■ **Work instruction**:
Every line of the records that holds the word "static" should be copied out.

(Collected data entries)
= = = =

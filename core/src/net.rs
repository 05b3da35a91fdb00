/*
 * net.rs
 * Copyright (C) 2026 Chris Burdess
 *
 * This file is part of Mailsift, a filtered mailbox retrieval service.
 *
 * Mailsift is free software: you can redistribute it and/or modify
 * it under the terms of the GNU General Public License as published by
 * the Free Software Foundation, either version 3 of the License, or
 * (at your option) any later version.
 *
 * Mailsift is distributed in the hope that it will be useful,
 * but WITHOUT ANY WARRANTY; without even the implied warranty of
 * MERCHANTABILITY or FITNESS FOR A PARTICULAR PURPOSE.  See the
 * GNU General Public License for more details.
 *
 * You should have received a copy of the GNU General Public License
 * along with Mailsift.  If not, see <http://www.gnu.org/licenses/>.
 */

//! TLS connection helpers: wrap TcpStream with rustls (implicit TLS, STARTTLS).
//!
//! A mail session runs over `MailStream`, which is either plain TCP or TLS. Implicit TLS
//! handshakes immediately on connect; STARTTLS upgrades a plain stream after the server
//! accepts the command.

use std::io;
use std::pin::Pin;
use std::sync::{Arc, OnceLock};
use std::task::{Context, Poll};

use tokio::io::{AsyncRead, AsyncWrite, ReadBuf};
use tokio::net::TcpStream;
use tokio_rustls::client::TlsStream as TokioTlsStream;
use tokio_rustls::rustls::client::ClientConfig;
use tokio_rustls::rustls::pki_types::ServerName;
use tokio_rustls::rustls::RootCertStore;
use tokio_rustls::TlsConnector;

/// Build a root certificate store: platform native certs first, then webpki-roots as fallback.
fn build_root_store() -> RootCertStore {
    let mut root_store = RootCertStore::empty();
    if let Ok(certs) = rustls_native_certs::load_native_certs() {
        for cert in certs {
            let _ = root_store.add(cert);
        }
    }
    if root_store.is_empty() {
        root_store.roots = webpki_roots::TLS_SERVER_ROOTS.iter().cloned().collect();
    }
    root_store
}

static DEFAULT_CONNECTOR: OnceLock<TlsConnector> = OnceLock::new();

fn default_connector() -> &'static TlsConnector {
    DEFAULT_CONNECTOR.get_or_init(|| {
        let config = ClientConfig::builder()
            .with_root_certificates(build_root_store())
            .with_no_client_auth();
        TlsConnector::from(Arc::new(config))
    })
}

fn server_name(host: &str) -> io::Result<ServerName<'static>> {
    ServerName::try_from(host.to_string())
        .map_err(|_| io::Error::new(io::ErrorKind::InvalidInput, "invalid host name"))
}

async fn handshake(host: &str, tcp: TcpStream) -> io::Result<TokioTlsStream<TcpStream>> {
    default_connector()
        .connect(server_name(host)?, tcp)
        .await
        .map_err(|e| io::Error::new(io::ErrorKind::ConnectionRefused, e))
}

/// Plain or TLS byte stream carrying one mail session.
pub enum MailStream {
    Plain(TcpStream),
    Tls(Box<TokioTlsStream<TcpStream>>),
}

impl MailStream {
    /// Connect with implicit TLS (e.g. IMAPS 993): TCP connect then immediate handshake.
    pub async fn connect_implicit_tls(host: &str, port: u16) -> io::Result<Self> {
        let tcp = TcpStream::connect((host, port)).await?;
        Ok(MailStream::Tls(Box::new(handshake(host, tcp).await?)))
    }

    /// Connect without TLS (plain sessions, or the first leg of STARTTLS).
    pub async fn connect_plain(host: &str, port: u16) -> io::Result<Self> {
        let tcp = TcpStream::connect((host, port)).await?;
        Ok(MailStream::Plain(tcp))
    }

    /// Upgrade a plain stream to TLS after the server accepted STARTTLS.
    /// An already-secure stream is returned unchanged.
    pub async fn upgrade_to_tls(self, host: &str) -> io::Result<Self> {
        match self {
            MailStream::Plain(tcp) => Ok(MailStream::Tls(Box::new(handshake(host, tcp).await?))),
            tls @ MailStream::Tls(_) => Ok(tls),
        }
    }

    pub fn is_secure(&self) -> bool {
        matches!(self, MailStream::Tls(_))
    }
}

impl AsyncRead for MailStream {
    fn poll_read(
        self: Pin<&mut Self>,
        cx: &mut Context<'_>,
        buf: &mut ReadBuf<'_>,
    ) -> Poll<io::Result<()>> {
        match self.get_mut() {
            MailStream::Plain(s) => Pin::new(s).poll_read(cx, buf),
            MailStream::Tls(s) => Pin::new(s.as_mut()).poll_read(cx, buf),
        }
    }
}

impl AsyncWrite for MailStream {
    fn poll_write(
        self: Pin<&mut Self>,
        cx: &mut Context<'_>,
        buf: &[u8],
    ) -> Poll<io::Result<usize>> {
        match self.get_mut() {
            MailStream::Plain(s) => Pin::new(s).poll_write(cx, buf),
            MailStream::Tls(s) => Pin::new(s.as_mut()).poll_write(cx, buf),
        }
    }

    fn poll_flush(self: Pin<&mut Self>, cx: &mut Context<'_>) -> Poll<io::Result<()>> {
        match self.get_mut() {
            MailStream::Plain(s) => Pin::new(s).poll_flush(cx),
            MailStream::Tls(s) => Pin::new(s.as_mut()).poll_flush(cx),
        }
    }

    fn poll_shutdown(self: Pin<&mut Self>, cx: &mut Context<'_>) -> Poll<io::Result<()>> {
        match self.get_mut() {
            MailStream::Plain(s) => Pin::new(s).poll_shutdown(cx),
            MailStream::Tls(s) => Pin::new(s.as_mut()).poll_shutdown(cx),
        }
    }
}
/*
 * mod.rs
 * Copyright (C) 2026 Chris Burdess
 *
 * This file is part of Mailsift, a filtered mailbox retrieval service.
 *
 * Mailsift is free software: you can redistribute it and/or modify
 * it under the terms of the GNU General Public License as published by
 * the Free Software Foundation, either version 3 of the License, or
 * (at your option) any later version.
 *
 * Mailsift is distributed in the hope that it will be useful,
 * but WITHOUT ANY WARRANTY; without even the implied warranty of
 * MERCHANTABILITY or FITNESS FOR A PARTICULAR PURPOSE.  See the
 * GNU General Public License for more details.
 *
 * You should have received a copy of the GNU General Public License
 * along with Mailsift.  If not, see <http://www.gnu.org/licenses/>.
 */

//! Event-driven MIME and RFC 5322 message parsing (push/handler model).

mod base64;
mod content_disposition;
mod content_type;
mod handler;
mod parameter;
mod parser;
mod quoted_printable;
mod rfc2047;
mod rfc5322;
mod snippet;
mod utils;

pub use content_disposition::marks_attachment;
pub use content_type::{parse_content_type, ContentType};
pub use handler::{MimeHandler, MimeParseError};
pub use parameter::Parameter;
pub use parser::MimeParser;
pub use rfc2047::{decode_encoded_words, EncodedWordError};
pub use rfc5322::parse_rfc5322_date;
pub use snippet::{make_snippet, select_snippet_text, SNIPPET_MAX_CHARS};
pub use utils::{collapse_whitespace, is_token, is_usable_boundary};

= = = =

■ **Answer**:
static DEFAULT_CONNECTOR: OnceLock<TlsConnector> = OnceLock::new();
fn default_connector() -> &'static TlsConnector {
fn server_name(host: &str) -> io::Result<ServerName<'static>> {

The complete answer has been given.